- TASK OBJECTIVE: Each line of the records that holds "city" should be shown in full.

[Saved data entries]
=== Begin Enclosure ===

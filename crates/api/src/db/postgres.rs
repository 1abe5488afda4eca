//! `PostgreSQL` implementation of the storage seam.
//!
//! Queries are checked at runtime (`sqlx::query_as::<_, Row>`) so the crate
//! builds without a live database. Row locks use `SELECT ... FOR UPDATE`;
//! stock changes use a conditional `UPDATE ... WHERE version = $n` and report
//! rows affected back to the stock ledger.

use async_trait::async_trait;
use chrono::{DateTime, Utc};
use sqlx::{PgPool, Postgres, Transaction};

use cartwright_core::{
    OrderId, OrderLineId, OrderStatus, PaymentStatus, Price, ProductId, Quantity, TransactionId,
    UserId,
};

use super::{CommerceStore, RepositoryError, StoreTx};
use crate::models::{
    CartLine, NewOrderLine, Order, OrderLine, Page, Payment, Product, ShippingDetails,
};

// =============================================================================
// Internal Row Types
// =============================================================================

const PRODUCT_COLUMNS: &str = "id, name, price, stock, version, created_at, updated_at";
const CART_COLUMNS: &str = "user_id, product_id, quantity, created_at, updated_at";
const ORDER_COLUMNS: &str = "order_id, user_id, first_name, last_name, street_address, city, \
                             state, country, zip_code, email, status, created_at";

/// Internal row type for product queries.
#[derive(Debug, sqlx::FromRow)]
struct ProductRow {
    id: ProductId,
    name: String,
    price: Price,
    stock: i32,
    version: i64,
    created_at: DateTime<Utc>,
    updated_at: DateTime<Utc>,
}

impl From<ProductRow> for Product {
    fn from(row: ProductRow) -> Self {
        Self {
            id: row.id,
            name: row.name,
            price: row.price,
            stock: row.stock,
            version: row.version,
            created_at: row.created_at,
            updated_at: row.updated_at,
        }
    }
}

/// Internal row type for cart line queries.
#[derive(Debug, sqlx::FromRow)]
struct CartLineRow {
    user_id: UserId,
    product_id: ProductId,
    quantity: i32,
    created_at: DateTime<Utc>,
    updated_at: DateTime<Utc>,
}

impl TryFrom<CartLineRow> for CartLine {
    type Error = RepositoryError;

    fn try_from(row: CartLineRow) -> Result<Self, Self::Error> {
        Ok(Self {
            user_id: row.user_id,
            product_id: row.product_id,
            quantity: stored_quantity(row.quantity)?,
            created_at: row.created_at,
            updated_at: row.updated_at,
        })
    }
}

/// Internal row type for order header queries.
#[derive(Debug, sqlx::FromRow)]
struct OrderRow {
    order_id: OrderId,
    user_id: UserId,
    first_name: String,
    last_name: String,
    street_address: String,
    city: String,
    state: String,
    country: String,
    zip_code: String,
    email: String,
    status: OrderStatus,
    created_at: DateTime<Utc>,
}

impl From<OrderRow> for Order {
    fn from(row: OrderRow) -> Self {
        Self {
            order_id: row.order_id,
            user_id: row.user_id,
            shipping: ShippingDetails {
                first_name: row.first_name,
                last_name: row.last_name,
                street_address: row.street_address,
                city: row.city,
                state: row.state,
                country: row.country,
                zip_code: row.zip_code,
                email: row.email,
            },
            status: row.status,
            created_at: row.created_at,
        }
    }
}

/// Internal row type for order line queries.
#[derive(Debug, sqlx::FromRow)]
struct OrderLineRow {
    id: OrderLineId,
    order_id: OrderId,
    product_id: ProductId,
    quantity: i32,
    cost: Price,
}

impl TryFrom<OrderLineRow> for OrderLine {
    type Error = RepositoryError;

    fn try_from(row: OrderLineRow) -> Result<Self, Self::Error> {
        Ok(Self {
            id: row.id,
            order_id: row.order_id,
            product_id: row.product_id,
            quantity: stored_quantity(row.quantity)?,
            cost: row.cost,
        })
    }
}

/// Internal row type for payment queries.
#[derive(Debug, sqlx::FromRow)]
struct PaymentRow {
    transaction_id: TransactionId,
    order_id: OrderId,
    amount: Price,
    status: PaymentStatus,
    created_at: DateTime<Utc>,
}

impl From<PaymentRow> for Payment {
    fn from(row: PaymentRow) -> Self {
        Self {
            transaction_id: row.transaction_id,
            order_id: row.order_id,
            amount: row.amount,
            status: row.status,
            created_at: row.created_at,
        }
    }
}

fn stored_quantity(raw: i32) -> Result<Quantity, RepositoryError> {
    Quantity::new(raw)
        .map_err(|e| RepositoryError::DataCorruption(format!("invalid quantity in database: {e}")))
}

fn map_unique_violation(e: sqlx::Error, what: &str) -> RepositoryError {
    if let sqlx::Error::Database(ref db_err) = e
        && db_err.is_unique_violation()
    {
        return RepositoryError::Conflict(format!("{what} already exists"));
    }
    RepositoryError::Database(e)
}

// =============================================================================
// Store
// =============================================================================

/// `PostgreSQL`-backed [`CommerceStore`].
#[derive(Debug, Clone)]
pub struct PgStore {
    pool: PgPool,
}

impl PgStore {
    /// Create a store over an existing pool.
    #[must_use]
    pub const fn new(pool: PgPool) -> Self {
        Self { pool }
    }
}

#[async_trait]
impl CommerceStore for PgStore {
    async fn begin(&self) -> Result<Box<dyn StoreTx>, RepositoryError> {
        let tx = self.pool.begin().await?;
        Ok(Box::new(PgTx { tx }))
    }

    async fn cart_lines(&self, user_id: UserId) -> Result<Vec<CartLine>, RepositoryError> {
        let rows = sqlx::query_as::<_, CartLineRow>(&format!(
            "SELECT {CART_COLUMNS} FROM cartwright.cart_item
             WHERE user_id = $1
             ORDER BY created_at ASC, product_id ASC"
        ))
        .bind(user_id)
        .fetch_all(&self.pool)
        .await?;

        rows.into_iter().map(CartLine::try_from).collect()
    }

    async fn delete_cart_lines(&self, user_id: UserId) -> Result<u64, RepositoryError> {
        let result = sqlx::query("DELETE FROM cartwright.cart_item WHERE user_id = $1")
            .bind(user_id)
            .execute(&self.pool)
            .await?;

        Ok(result.rows_affected())
    }

    async fn product(&self, id: ProductId) -> Result<Option<Product>, RepositoryError> {
        let row = sqlx::query_as::<_, ProductRow>(&format!(
            "SELECT {PRODUCT_COLUMNS} FROM cartwright.product WHERE id = $1"
        ))
        .bind(id)
        .fetch_optional(&self.pool)
        .await?;

        Ok(row.map(Product::from))
    }

    async fn products(&self, page: Page) -> Result<Vec<Product>, RepositoryError> {
        let rows = sqlx::query_as::<_, ProductRow>(&format!(
            "SELECT {PRODUCT_COLUMNS} FROM cartwright.product
             ORDER BY id ASC
             LIMIT $1 OFFSET $2"
        ))
        .bind(page.limit())
        .bind(page.offset())
        .fetch_all(&self.pool)
        .await?;

        Ok(rows.into_iter().map(Product::from).collect())
    }

    async fn order(
        &self,
        user_id: UserId,
        order_id: OrderId,
    ) -> Result<Option<Order>, RepositoryError> {
        let row = sqlx::query_as::<_, OrderRow>(&format!(
            "SELECT {ORDER_COLUMNS} FROM cartwright.customer_order
             WHERE order_id = $1 AND user_id = $2"
        ))
        .bind(order_id)
        .bind(user_id)
        .fetch_optional(&self.pool)
        .await?;

        Ok(row.map(Order::from))
    }

    async fn order_lines(&self, order_id: OrderId) -> Result<Vec<OrderLine>, RepositoryError> {
        let rows = sqlx::query_as::<_, OrderLineRow>(
            "SELECT id, order_id, product_id, quantity, cost
             FROM cartwright.order_item
             WHERE order_id = $1
             ORDER BY id ASC",
        )
        .bind(order_id)
        .fetch_all(&self.pool)
        .await?;

        rows.into_iter().map(OrderLine::try_from).collect()
    }

    async fn payment_for_order(
        &self,
        order_id: OrderId,
    ) -> Result<Option<Payment>, RepositoryError> {
        let row = sqlx::query_as::<_, PaymentRow>(
            "SELECT transaction_id, order_id, amount, status, created_at
             FROM cartwright.payment
             WHERE order_id = $1",
        )
        .bind(order_id)
        .fetch_optional(&self.pool)
        .await?;

        Ok(row.map(Payment::from))
    }

    async fn ping(&self) -> Result<(), RepositoryError> {
        sqlx::query("SELECT 1").execute(&self.pool).await?;
        Ok(())
    }
}

// =============================================================================
// Transaction
// =============================================================================

/// A `PostgreSQL` transaction. Rolls back on drop unless committed.
struct PgTx {
    tx: Transaction<'static, Postgres>,
}

#[async_trait]
impl StoreTx for PgTx {
    async fn lock_product(&mut self, id: ProductId) -> Result<Option<Product>, RepositoryError> {
        let row = sqlx::query_as::<_, ProductRow>(&format!(
            "SELECT {PRODUCT_COLUMNS} FROM cartwright.product WHERE id = $1 FOR UPDATE"
        ))
        .bind(id)
        .fetch_optional(&mut *self.tx)
        .await?;

        Ok(row.map(Product::from))
    }

    async fn apply_stock_delta(
        &mut self,
        id: ProductId,
        delta: i32,
        expected_version: i64,
    ) -> Result<u64, RepositoryError> {
        let result = sqlx::query(
            "UPDATE cartwright.product
             SET stock = stock + $2, version = version + 1, updated_at = NOW()
             WHERE id = $1 AND version = $3",
        )
        .bind(id)
        .bind(delta)
        .bind(expected_version)
        .execute(&mut *self.tx)
        .await?;

        Ok(result.rows_affected())
    }

    async fn find_cart_line(
        &mut self,
        user_id: UserId,
        product_id: ProductId,
    ) -> Result<Option<CartLine>, RepositoryError> {
        let row = sqlx::query_as::<_, CartLineRow>(&format!(
            "SELECT {CART_COLUMNS} FROM cartwright.cart_item
             WHERE user_id = $1 AND product_id = $2
             FOR UPDATE"
        ))
        .bind(user_id)
        .bind(product_id)
        .fetch_optional(&mut *self.tx)
        .await?;

        row.map(CartLine::try_from).transpose()
    }

    async fn insert_cart_line(
        &mut self,
        user_id: UserId,
        product_id: ProductId,
        quantity: Quantity,
    ) -> Result<CartLine, RepositoryError> {
        let row = sqlx::query_as::<_, CartLineRow>(&format!(
            "INSERT INTO cartwright.cart_item (user_id, product_id, quantity)
             VALUES ($1, $2, $3)
             RETURNING {CART_COLUMNS}"
        ))
        .bind(user_id)
        .bind(product_id)
        .bind(quantity.get())
        .fetch_one(&mut *self.tx)
        .await
        .map_err(|e| map_unique_violation(e, "cart line"))?;

        row.try_into()
    }

    async fn set_cart_line_quantity(
        &mut self,
        user_id: UserId,
        product_id: ProductId,
        quantity: Quantity,
    ) -> Result<CartLine, RepositoryError> {
        let row = sqlx::query_as::<_, CartLineRow>(&format!(
            "UPDATE cartwright.cart_item
             SET quantity = $3, updated_at = NOW()
             WHERE user_id = $1 AND product_id = $2
             RETURNING {CART_COLUMNS}"
        ))
        .bind(user_id)
        .bind(product_id)
        .bind(quantity.get())
        .fetch_optional(&mut *self.tx)
        .await?
        .ok_or(RepositoryError::NotFound)?;

        row.try_into()
    }

    async fn delete_cart_line(
        &mut self,
        user_id: UserId,
        product_id: ProductId,
    ) -> Result<Option<CartLine>, RepositoryError> {
        let row = sqlx::query_as::<_, CartLineRow>(&format!(
            "DELETE FROM cartwright.cart_item
             WHERE user_id = $1 AND product_id = $2
             RETURNING {CART_COLUMNS}"
        ))
        .bind(user_id)
        .bind(product_id)
        .fetch_optional(&mut *self.tx)
        .await?;

        row.map(CartLine::try_from).transpose()
    }

    async fn insert_order(&mut self, order: &Order) -> Result<(), RepositoryError> {
        let s = &order.shipping;
        sqlx::query(
            "INSERT INTO cartwright.customer_order (
                 order_id, user_id, first_name, last_name, street_address,
                 city, state, country, zip_code, email, status, created_at
             )
             VALUES ($1, $2, $3, $4, $5, $6, $7, $8, $9, $10, $11, $12)",
        )
        .bind(order.order_id)
        .bind(order.user_id)
        .bind(&s.first_name)
        .bind(&s.last_name)
        .bind(&s.street_address)
        .bind(&s.city)
        .bind(&s.state)
        .bind(&s.country)
        .bind(&s.zip_code)
        .bind(&s.email)
        .bind(order.status)
        .bind(order.created_at)
        .execute(&mut *self.tx)
        .await
        .map_err(|e| map_unique_violation(e, "order"))?;

        Ok(())
    }

    async fn insert_order_line(
        &mut self,
        line: &NewOrderLine,
    ) -> Result<OrderLine, RepositoryError> {
        let row = sqlx::query_as::<_, OrderLineRow>(
            "INSERT INTO cartwright.order_item (order_id, product_id, quantity, cost)
             VALUES ($1, $2, $3, $4)
             RETURNING id, order_id, product_id, quantity, cost",
        )
        .bind(line.order_id)
        .bind(line.product_id)
        .bind(line.quantity.get())
        .bind(line.cost)
        .fetch_one(&mut *self.tx)
        .await?;

        row.try_into()
    }

    async fn insert_payment(&mut self, payment: &Payment) -> Result<(), RepositoryError> {
        sqlx::query(
            "INSERT INTO cartwright.payment (transaction_id, order_id, amount, status, created_at)
             VALUES ($1, $2, $3, $4, $5)",
        )
        .bind(payment.transaction_id)
        .bind(payment.order_id)
        .bind(payment.amount)
        .bind(payment.status)
        .bind(payment.created_at)
        .execute(&mut *self.tx)
        .await
        .map_err(|e| map_unique_violation(e, "payment"))?;

        Ok(())
    }

    async fn lock_order(
        &mut self,
        user_id: UserId,
        order_id: OrderId,
    ) -> Result<Option<Order>, RepositoryError> {
        let row = sqlx::query_as::<_, OrderRow>(&format!(
            "SELECT {ORDER_COLUMNS} FROM cartwright.customer_order
             WHERE order_id = $1 AND user_id = $2
             FOR UPDATE"
        ))
        .bind(order_id)
        .bind(user_id)
        .fetch_optional(&mut *self.tx)
        .await?;

        Ok(row.map(Order::from))
    }

    async fn update_order(&mut self, order: &Order) -> Result<(), RepositoryError> {
        let s = &order.shipping;
        let result = sqlx::query(
            "UPDATE cartwright.customer_order
             SET first_name = $3, last_name = $4, street_address = $5, city = $6,
                 state = $7, country = $8, zip_code = $9, email = $10, status = $11
             WHERE order_id = $1 AND user_id = $2",
        )
        .bind(order.order_id)
        .bind(order.user_id)
        .bind(&s.first_name)
        .bind(&s.last_name)
        .bind(&s.street_address)
        .bind(&s.city)
        .bind(&s.state)
        .bind(&s.country)
        .bind(&s.zip_code)
        .bind(&s.email)
        .bind(order.status)
        .execute(&mut *self.tx)
        .await?;

        if result.rows_affected() == 0 {
            return Err(RepositoryError::NotFound);
        }

        Ok(())
    }

    async fn commit(self: Box<Self>) -> Result<(), RepositoryError> {
        self.tx.commit().await?;
        Ok(())
    }
}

=== End Enclosure ===

- TASK OUTPUT:
const ORDER_COLUMNS: &str = "order_id, user_id, first_name, last_name, street_address, city, \
    city: String,
                city: row.city,
                 city, state, country, zip_code, email, status, created_at
        .bind(&s.city)
             SET first_name = $3, last_name = $4, street_address = $5, city = $6,
        .bind(&s.city)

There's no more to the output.